Food bin for the future

SMCHS is overlooking opportunities to reduce food waste.

Sara Boivin

Implementing the food bin has the potential to create significant change.

Jesus neither condones nor approves of wasting food. I distinctly remember reading in

John 6:12-13, “When they were filled, He said to His disciples, ‘Gather up the leftover fragments so that nothing will be lost.’ So they gathered them up, and filled twelve baskets with fragments from the five barley loaves which were left over by those who had eaten.”

This is a problem that goes widely unregulated in the Western world. Things like talent, opportunity and time are wasted every day without a thought. However, food should not be on that list. If proper effort was given to saving  resources, starvation would not exist like it does today.

I’m not going to act like the saint here and say I never threw away a gross looking sandwich or fruit cup during my life. My middle school years practically consisted of me offering to trade my entire lunch with anyone else or just throwing the whole thing away and then complaining about being hungry. But I’m not proud of these memories, and my guilt took an extra shot freshman year when I went to my mom’s prayer group and met a man who came from Congo. He told me stories about the mass starvation there and how he would only get a mouthful of food each week. All of a sudden, I didn’t feel so hungry anymore.

After my appetite for waste got crushed, I began to recall times at my elementary school where there used to be a food bin in the lunch area. Kids would just drop in their unwanted food and leave it for another kid to possibly pick up in case they didn’t have a lunch or just wanted to trade it for something else. It worked out fairly well and things like fruit, granola bars and the occasional bag of Cheez-its could usually be found in it. However, as middle school rolled by, it was removed.

Now it’s high school, a different lunch game where you have the options to stand in a long line for pizza, French fries and hamburgers, or just bring your own food to eat…or not bring anything at all, which quite a few kids do.

So the underlying question that needs to be addressed is, “Why can’t SMCHS have a lunch shelter food bucket?”
It technically follows principles of Catholic faith, as it would give lunch-less students a possible option, and any nonperishable foods can be donated to a homeless shelter.

Reason such as allergies, which can easily be combatted with warning labels and specified bins, are hardly large enough cons to keep the pros of having a food bin from existing. Tackling hunger around the world is not a mission one high school can solve by itself, but rather an issue we as an institution and religion can show by taking these progressive steps.
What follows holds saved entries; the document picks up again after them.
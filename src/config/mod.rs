//! Runner configuration.
//!
//! Loaded from an optional TOML file, then environment variables prefixed with
//! `DAQROC_` (for example `DAQROC_USE_HARDWARE=true`). Missing keys take the
//! defaults below.
use std::path::{Path, PathBuf};
use std::time::Duration;
use figment::{
    providers::{Env, Format, Toml},
    Figment,
};
use serde::{Deserialize, Serialize};

use crate::queue::QueueSettings;
use crate::serial::interface::{AUTO_PORT, DEFAULT_BAUD_RATE};
use crate::serial::{LinkOptions, ReconnectPolicy};

pub const ENV_PREFIX: &str = "DAQROC_";
pub const LOG_LEVELS: [&str; 5] = ["trace", "debug", "info", "warn", "error"];

#[derive(Debug, thiserror::Error)]
pub enum ConfigError {
    #[error("Failed to load configuration: {0}")]
    Load(#[from] Box<figment::Error>),

    #[error("Invalid configuration: {0}")]
    Invalid(String),
}

impl From<figment::Error> for ConfigError {
    fn from(e: figment::Error) -> Self {
        ConfigError::Load(Box::new(e))
    }
}

pub type Result<T> = std::result::Result<T, ConfigError>;

#[derive(Debug, Clone, PartialEq, Serialize, Deserialize)]
#[serde(default)]
pub struct RunnerConfig {
    /// Serial device path, or `auto` for the first attached Teensy
    #[serde(alias = "serialPath")]
    pub serial_path: String,
    #[serde(alias = "baudRate")]
    pub baud_rate: u32,
    /// Drive the real controller instead of the simulator
    #[serde(alias = "useHardware")]
    pub use_hardware: bool,
    #[serde(alias = "pollIntervalMs")]
    pub poll_interval_ms: u64,
    #[serde(alias = "runTimeoutMs")]
    pub run_timeout_ms: u64,
    pub beacon_interval_ms: u64,
    pub write_timeout_ms: u64,
    pub reconnect_interval_ms: u64,
    pub reconnect_max_interval_ms: u64,
    /// Artifacts land in `<tests_root>/<username>/`
    pub tests_root: PathBuf,
    /// JSON file backing the test records; in-memory when unset
    pub store_path: Option<PathBuf>,
    pub log_level: String,
}

impl Default for RunnerConfig {
    fn default() -> Self {
        Self {
            serial_path: AUTO_PORT.to_string(),
            baud_rate: DEFAULT_BAUD_RATE,
            use_hardware: false,
            poll_interval_ms: 5_000,
            run_timeout_ms: 30 * 60 * 1_000,
            beacon_interval_ms: 5_000,
            write_timeout_ms: 2_000,
            reconnect_interval_ms: 1_000,
            reconnect_max_interval_ms: 30_000,
            tests_root: PathBuf::from("tests"),
            store_path: None,
            log_level: "info".to_string(),
        }
    }
}

impl RunnerConfig {
    /// Defaults plus environment only
    pub fn load() -> Result<Self> {
        Self::from_figment(Figment::new().merge(Env::prefixed(ENV_PREFIX)))
    }

    /// Defaults, then the TOML file at `path` if it exists, then environment
    pub fn load_from<P: AsRef<Path>>(path: P) -> Result<Self> {
        Self::from_figment(
            Figment::new()
                .merge(Toml::file(path.as_ref()))
                .merge(Env::prefixed(ENV_PREFIX)),
        )
    }

    fn from_figment(figment: Figment) -> Result<Self> {
        let config: Self = figment.extract()?;
        config.validate()?;
        Ok(config)
    }

    pub fn validate(&self) -> Result<()> {
        if !LOG_LEVELS.contains(&self.log_level.to_ascii_lowercase().as_str()) {
            return Err(ConfigError::Invalid(format!(
                "log_level '{}' must be one of: {}",
                self.log_level,
                LOG_LEVELS.join(", ")
            )));
        }
        if self.baud_rate == 0 {
            return Err(ConfigError::Invalid("baud_rate must be positive".to_string()));
        }
        if self.serial_path.trim().is_empty() {
            return Err(ConfigError::Invalid("serial_path must not be empty".to_string()));
        }

        let intervals = [
            ("poll_interval_ms", self.poll_interval_ms),
            ("run_timeout_ms", self.run_timeout_ms),
            ("beacon_interval_ms", self.beacon_interval_ms),
            ("write_timeout_ms", self.write_timeout_ms),
            ("reconnect_interval_ms", self.reconnect_interval_ms),
            ("reconnect_max_interval_ms", self.reconnect_max_interval_ms),
        ];
        if let Some((name, _)) = intervals.iter().find(|(_, ms)| *ms == 0) {
            return Err(ConfigError::Invalid(format!("{} must be positive", name)));
        }
        if self.reconnect_max_interval_ms < self.reconnect_interval_ms {
            return Err(ConfigError::Invalid(format!(
                "reconnect_max_interval_ms ({}) is below reconnect_interval_ms ({})",
                self.reconnect_max_interval_ms, self.reconnect_interval_ms
            )));
        }
        Ok(())
    }

    pub fn poll_interval(&self) -> Duration {
        Duration::from_millis(self.poll_interval_ms)
    }

    pub fn run_timeout(&self) -> Duration {
        Duration::from_millis(self.run_timeout_ms)
    }

    pub fn beacon_interval(&self) -> Duration {
        Duration::from_millis(self.beacon_interval_ms)
    }

    pub fn write_timeout(&self) -> Duration {
        Duration::from_millis(self.write_timeout_ms)
    }

    pub fn reconnect_interval(&self) -> Duration {
        Duration::from_millis(self.reconnect_interval_ms)
    }

    pub fn reconnect_max_interval(&self) -> Duration {
        Duration::from_millis(self.reconnect_max_interval_ms)
    }

    pub fn link_options(&self) -> LinkOptions {
        LinkOptions {
            write_timeout: self.write_timeout(),
            reconnect: ReconnectPolicy {
                initial: self.reconnect_interval(),
                max: self.reconnect_max_interval(),
            },
            ..Default::default()
        }
    }

    pub fn queue_settings(&self) -> QueueSettings {
        QueueSettings {
            tests_root: self.tests_root.clone(),
            run_timeout: self.run_timeout(),
            poll_interval: self.poll_interval(),
        }
    }
}

#[cfg(test)]
mod tests {
    use super::*;

    #[test]
    fn defaults_are_valid() {
        let config = RunnerConfig::default();
        assert!(config.validate().is_ok());
        assert_eq!(config.serial_path, "auto");
        assert_eq!(config.run_timeout(), Duration::from_secs(1800));
        assert!(!config.use_hardware);
    }

    #[test]
    fn rejects_bad_values() {
        let config = RunnerConfig {
            log_level: "loud".to_string(),
            ..Default::default()
        };
        assert!(config.validate().is_err());

        let config = RunnerConfig {
            poll_interval_ms: 0,
            ..Default::default()
        };
        assert!(config.validate().is_err());

        let config = RunnerConfig {
            reconnect_interval_ms: 5_000,
            reconnect_max_interval_ms: 1_000,
            ..Default::default()
        };
        assert!(config.validate().is_err());
    }

    #[test]
    fn toml_accepts_camel_case_names() {
        let config: RunnerConfig = Figment::new()
            .merge(Toml::string(
                r#"
                serialPath = "/dev/ttyACM0"
                useHardware = true
                run_timeout_ms = 60000
                "#,
            ))
            .extract()
            .unwrap();
        assert_eq!(config.serial_path, "/dev/ttyACM0");
        assert!(config.use_hardware);
        assert_eq!(config.run_timeout_ms, 60_000);
        assert_eq!(config.baud_rate, 115_200);
    }
}
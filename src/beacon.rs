use std::time::Duration;
use tokio::sync::mpsc;
use tokio::time::{interval, timeout, MissedTickBehavior};

use crate::serial::DeviceProtocol;

pub const BEACON_STATUS: &str = "ONLINE";

/// Periodically announces server liveness to the test controller, regardless of
/// what the queue is doing. Failures are logged and never reach the queue.
pub struct StatusBeacon {
    task_handle: tokio::task::JoinHandle<()>,
    stop_tx: mpsc::Sender<()>,
}

impl StatusBeacon {
    pub fn start(protocol: DeviceProtocol, period: Duration) -> Self {
        let (stop_tx, stop_rx) = mpsc::channel(1);
        let task_handle = tokio::spawn(Self::beacon_loop(protocol, period, stop_rx));
        Self { task_handle, stop_tx }
    }

    pub async fn stop(self) {
        let _ = self.stop_tx.send(()).await;
        let _ = timeout(Duration::from_secs(2), self.task_handle).await;
    }

    async fn beacon_loop(protocol: DeviceProtocol, period: Duration, mut stop_rx: mpsc::Receiver<()>) {
        let mut ticker = interval(period);
        ticker.set_missed_tick_behavior(MissedTickBehavior::Delay);
        log::info!("Status beacon started, period {:?}", period);

        loop {
            tokio::select! {
                _ = stop_rx.recv() => break,
                _ = ticker.tick() => {
                    if let Err(e) = protocol.send_status(BEACON_STATUS).await {
                        log::warn!("Status beacon write failed: {}", e);
                    }
                }
            }
        }

        log::info!("Status beacon stopped");
    }
}
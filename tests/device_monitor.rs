mod common;

use std::time::Duration;

use common::{hardware, WAIT};
use daqroc_runner_lib::beacon::StatusBeacon;
use daqroc_runner_lib::device::DeviceMonitor;
use serde_json::json;
use tokio::time::timeout;

#[tokio::test]
async fn test_status_check_is_answered() {
    let (protocol, mut firmware) = hardware();
    let monitor = DeviceMonitor::start(protocol);

    firmware.send(json!({"type": "status_check"})).await;
    assert_eq!(firmware.next_command().await, "SERVER_ONLINE");

    let mut state = monitor.state_receiver();
    timeout(WAIT, state.wait_for(|s| s.last_status_check.is_some()))
        .await
        .unwrap()
        .unwrap();
    monitor.stop().await;
}

#[tokio::test]
async fn test_heartbeat_and_chip_registry() {
    let (protocol, mut firmware) = hardware();
    let monitor = DeviceMonitor::start(protocol);

    firmware.send(json!({"type": "heartbeat"})).await;
    firmware
        .send(json!({"type": "chip_status", "chips": [{"id": "LDPC1", "status": "ready"}, {"id": "LDPC2", "status": "busy"}]}))
        .await;
    firmware.send(json!({"type": "chip_status", "chips": [{"id": "LDPC2", "status": "ready"}]})).await;
    firmware.send_raw("garbage").await;

    let mut state = monitor.state_receiver();
    timeout(WAIT, state.wait_for(|s| s.unparseable_lines == 1))
        .await
        .unwrap()
        .unwrap();

    let snapshot = monitor.state();
    assert!(snapshot.last_heartbeat.is_some());
    assert_eq!(snapshot.chip_status("LDPC1"), Some("ready"));
    assert_eq!(snapshot.chip_status("LDPC2"), Some("ready"));
    assert_eq!(snapshot.chip_status("LDPC3"), None);
    monitor.stop().await;
}

#[tokio::test]
async fn test_beacon_announces_periodically() {
    let (protocol, mut firmware) = hardware();
    let beacon = StatusBeacon::start(protocol, Duration::from_millis(50));

    for _ in 0..3 {
        assert_eq!(firmware.next_command().await, "SERVER_ONLINE");
    }

    beacon.stop().await;
    // Drain anything already in flight, then silence
    while firmware.try_next_command(Duration::from_millis(150)).await.is_some() {}
    assert_eq!(firmware.try_next_command(Duration::from_millis(200)).await, None);
}
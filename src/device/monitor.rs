use chrono::Utc;
use tokio::sync::{mpsc, watch};
use tokio::time::{timeout, Duration};

use crate::serial::{DeviceEvent, DeviceProtocol, EventStream};
use super::DeviceState;

/// Tracks controller liveness and chip status from the incoming event stream,
/// and answers `status_check` requests.
pub struct DeviceMonitor {
    state_rx: watch::Receiver<DeviceState>,
    stop_tx: mpsc::Sender<()>,
    task_handle: tokio::task::JoinHandle<()>,
}

impl DeviceMonitor {
    pub fn start(protocol: DeviceProtocol) -> Self {
        let events = protocol.subscribe();
        let (state_tx, state_rx) = watch::channel(DeviceState::default());
        let (stop_tx, stop_rx) = mpsc::channel(1);

        let task_handle = tokio::spawn(Self::monitoring_loop(protocol, events, state_tx, stop_rx));

        Self {
            state_rx,
            stop_tx,
            task_handle,
        }
    }

    pub fn state(&self) -> DeviceState {
        self.state_rx.borrow().clone()
    }

    pub fn state_receiver(&self) -> watch::Receiver<DeviceState> {
        self.state_rx.clone()
    }

    pub async fn stop(self) {
        let _ = self.stop_tx.send(()).await;
        let _ = timeout(Duration::from_secs(2), self.task_handle).await;
    }

    async fn monitoring_loop(
        protocol: DeviceProtocol,
        mut events: EventStream,
        state_tx: watch::Sender<DeviceState>,
        mut stop_rx: mpsc::Receiver<()>,
    ) {
        log::info!("Device monitor started");

        loop {
            tokio::select! {
                _ = stop_rx.recv() => {
                    log::info!("Device monitor received stop signal");
                    break;
                }
                event = events.next() => {
                    let Some(event) = event else {
                        log::info!("Device event stream closed");
                        break;
                    };

                    match &event {
                        DeviceEvent::Heartbeat => log::trace!("Heartbeat from test controller"),
                        DeviceEvent::StatusCheckRequest => {
                            if let Err(e) = protocol.send_status("ONLINE").await {
                                log::warn!("Failed to answer status check: {}", e);
                            }
                        }
                        DeviceEvent::ChipStatus(reports) => {
                            log::debug!("Chip status update for {} chip(s)", reports.len());
                        }
                        DeviceEvent::Unparseable { raw_line } => {
                            log::debug!("Ignoring device output: {}", raw_line);
                        }
                        _ => {}
                    }

                    state_tx.send_if_modified(|state| state.apply(&event, Utc::now()));
                }
            }
        }
    }
}
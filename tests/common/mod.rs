#![allow(dead_code)]

use std::io;
use std::pin::Pin;
use std::sync::atomic::{AtomicUsize, Ordering};
use std::sync::{Arc, Mutex};
use std::task::{Context, Poll};
use std::time::Duration;

use async_trait::async_trait;
use serde_json::Value;
use tokio::io::{AsyncBufReadExt, AsyncRead, AsyncWrite, AsyncWriteExt, BufReader, DuplexStream, Lines, ReadBuf, ReadHalf, WriteHalf};
use tokio::time::timeout;

use daqroc_runner_lib::notify::Notifier;
use daqroc_runner_lib::queue::models::ValidatedSubmission;
use daqroc_runner_lib::queue::{QueueHandle, QueueSnapshot, RunFailure, TestRecord, TestStatus, TestSubmission};
use daqroc_runner_lib::serial::{DeviceProtocol, LinkOptions, SerialLink};

pub const WAIT: Duration = Duration::from_secs(5);

/// Device end of an in-memory serial line
pub struct Firmware {
    lines: Lines<BufReader<ReadHalf<DuplexStream>>>,
    writer: WriteHalf<DuplexStream>,
}

impl Firmware {
    pub fn new(stream: DuplexStream) -> Self {
        let (reader, writer) = tokio::io::split(stream);
        Self {
            lines: BufReader::new(reader).lines(),
            writer,
        }
    }

    /// Next line written by the server, panicking if none arrives in time
    pub async fn next_command(&mut self) -> String {
        timeout(WAIT, self.lines.next_line())
            .await
            .expect("timed out waiting for a command")
            .expect("read failed")
            .expect("server closed the link")
    }

    /// Next line if one arrives within `wait`
    pub async fn try_next_command(&mut self, wait: Duration) -> Option<String> {
        match timeout(wait, self.lines.next_line()).await {
            Ok(Ok(line)) => line,
            _ => None,
        }
    }

    pub async fn send(&mut self, frame: Value) {
        self.send_raw(&frame.to_string()).await;
    }

    pub async fn send_raw(&mut self, line: &str) {
        self.writer.write_all(line.as_bytes()).await.unwrap();
        self.writer.write_all(b"\n").await.unwrap();
        self.writer.flush().await.unwrap();
    }
}

pub fn link_options() -> LinkOptions {
    LinkOptions {
        write_timeout: Duration::from_millis(500),
        ..Default::default()
    }
}

pub fn hardware() -> (DeviceProtocol, Firmware) {
    let (server, device) = tokio::io::duplex(64 * 1024);
    let link = SerialLink::from_stream(server, link_options());
    (DeviceProtocol::new(link), Firmware::new(device))
}

/// Stream whose next `fail` writes error out with BrokenPipe
pub struct FlakyStream {
    inner: DuplexStream,
    fail: Arc<AtomicUsize>,
}

impl FlakyStream {
    pub fn new(inner: DuplexStream, fail: Arc<AtomicUsize>) -> Self {
        Self { inner, fail }
    }
}

impl AsyncRead for FlakyStream {
    fn poll_read(mut self: Pin<&mut Self>, cx: &mut Context<'_>, buf: &mut ReadBuf<'_>) -> Poll<io::Result<()>> {
        Pin::new(&mut self.inner).poll_read(cx, buf)
    }
}

impl AsyncWrite for FlakyStream {
    fn poll_write(mut self: Pin<&mut Self>, cx: &mut Context<'_>, buf: &[u8]) -> Poll<io::Result<usize>> {
        let failing = self
            .fail
            .fetch_update(Ordering::SeqCst, Ordering::SeqCst, |n| n.checked_sub(1))
            .is_ok();
        if failing {
            return Poll::Ready(Err(io::Error::new(io::ErrorKind::BrokenPipe, "cable pulled")));
        }
        Pin::new(&mut self.inner).poll_write(cx, buf)
    }

    fn poll_flush(mut self: Pin<&mut Self>, cx: &mut Context<'_>) -> Poll<io::Result<()>> {
        Pin::new(&mut self.inner).poll_flush(cx)
    }

    fn poll_shutdown(mut self: Pin<&mut Self>, cx: &mut Context<'_>) -> Poll<io::Result<()>> {
        Pin::new(&mut self.inner).poll_shutdown(cx)
    }
}

pub fn submission(username: &str, chip_id: &str, snr_range: &str, batch_size: i64) -> ValidatedSubmission {
    TestSubmission {
        username: username.to_string(),
        chip_id: chip_id.to_string(),
        snr_range: snr_range.to_string(),
        batch_size,
    }
    .validate()
    .expect("valid submission")
}

pub async fn wait_for(handle: &QueueHandle, what: &str, pred: impl FnMut(&QueueSnapshot) -> bool) -> QueueSnapshot {
    let mut status = handle.status_receiver();
    let snapshot = timeout(WAIT, status.wait_for(pred))
        .await
        .unwrap_or_else(|_| panic!("timed out waiting for {}", what))
        .expect("queue task gone")
        .clone();
    snapshot
}

#[derive(Debug, Clone, PartialEq)]
pub struct Finished {
    pub id: u64,
    pub status: TestStatus,
    pub failure: Option<String>,
}

#[derive(Default)]
pub struct RecordingNotifier {
    pub finished: Mutex<Vec<Finished>>,
}

impl RecordingNotifier {
    pub fn finished(&self) -> Vec<Finished> {
        self.finished.lock().unwrap().clone()
    }
}

#[async_trait]
impl Notifier for RecordingNotifier {
    async fn run_finished(&self, record: &TestRecord, failure: Option<&RunFailure>) {
        self.finished.lock().unwrap().push(Finished {
            id: record.id,
            status: record.status,
            failure: failure.map(|f| f.to_string()),
        });
    }
}
use std::path::PathBuf;
use anyhow::Result;
use clap::Parser;

use daqroc_runner_lib::config::RunnerConfig;

#[derive(Parser)]
#[command(name = "daqroc-runner")]
#[command(about = "Single-worker test queue and serial bridge for the DAQROC test bench", long_about = None)]
struct Cli {
    /// TOML configuration file; DAQROC_* environment variables override it
    #[arg(long, default_value = "daqroc.toml")]
    config: PathBuf,

    /// Force hardware mode regardless of configuration
    #[arg(long)]
    hardware: bool,

    /// Override the configured log level
    #[arg(long)]
    log_level: Option<String>,
}

#[tokio::main]
async fn main() -> Result<()> {
    let cli = Cli::parse();

    let mut config = RunnerConfig::load_from(&cli.config)?;
    if cli.hardware {
        config.use_hardware = true;
    }
    if let Some(level) = cli.log_level {
        config.log_level = level;
        config.validate()?;
    }

    daqroc_runner_lib::logging::init(&config.log_level);
    log::debug!("Configuration: {:?}", config);

    daqroc_runner_lib::run(config).await
}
“I think as a school we are also switching to less wasteful practices too,” said senior Thomas McClave. “For instance our tablets probably save us a lot of paper. I can’t tell you how many packets I would read and then throw away. So I think we already started decreasing our wastefulness, but I think food bins might be a good idea to continue decreasing.”

A food bin would also give students the option to change up their lunch for variety.

“I think promoting more wholesome lunches might help too,” McClave said. “Packaged food can’t be closed once their opened, meanwhile an apple or banana are more friendly and filling. I know through our service projects, like Loaves and Fishes, I saw how much people really value food and in some ways I find it demoralizing. I know it takes a lot of courage to go somewhere to ask for food because you must really need it, meanwhile when I say ‘I’m hungry’ it’s just because I haven’t eaten for an hour.”

Food bins would help increase a more wholesome diet and a more well-rounded perspective.

“We are a really privileged school in a really privileged area, and most people that come here have plenty of food,” said senior Josh Latham. “We should help lower income people and use our privileges to help people who can’t afford to eat like we can.”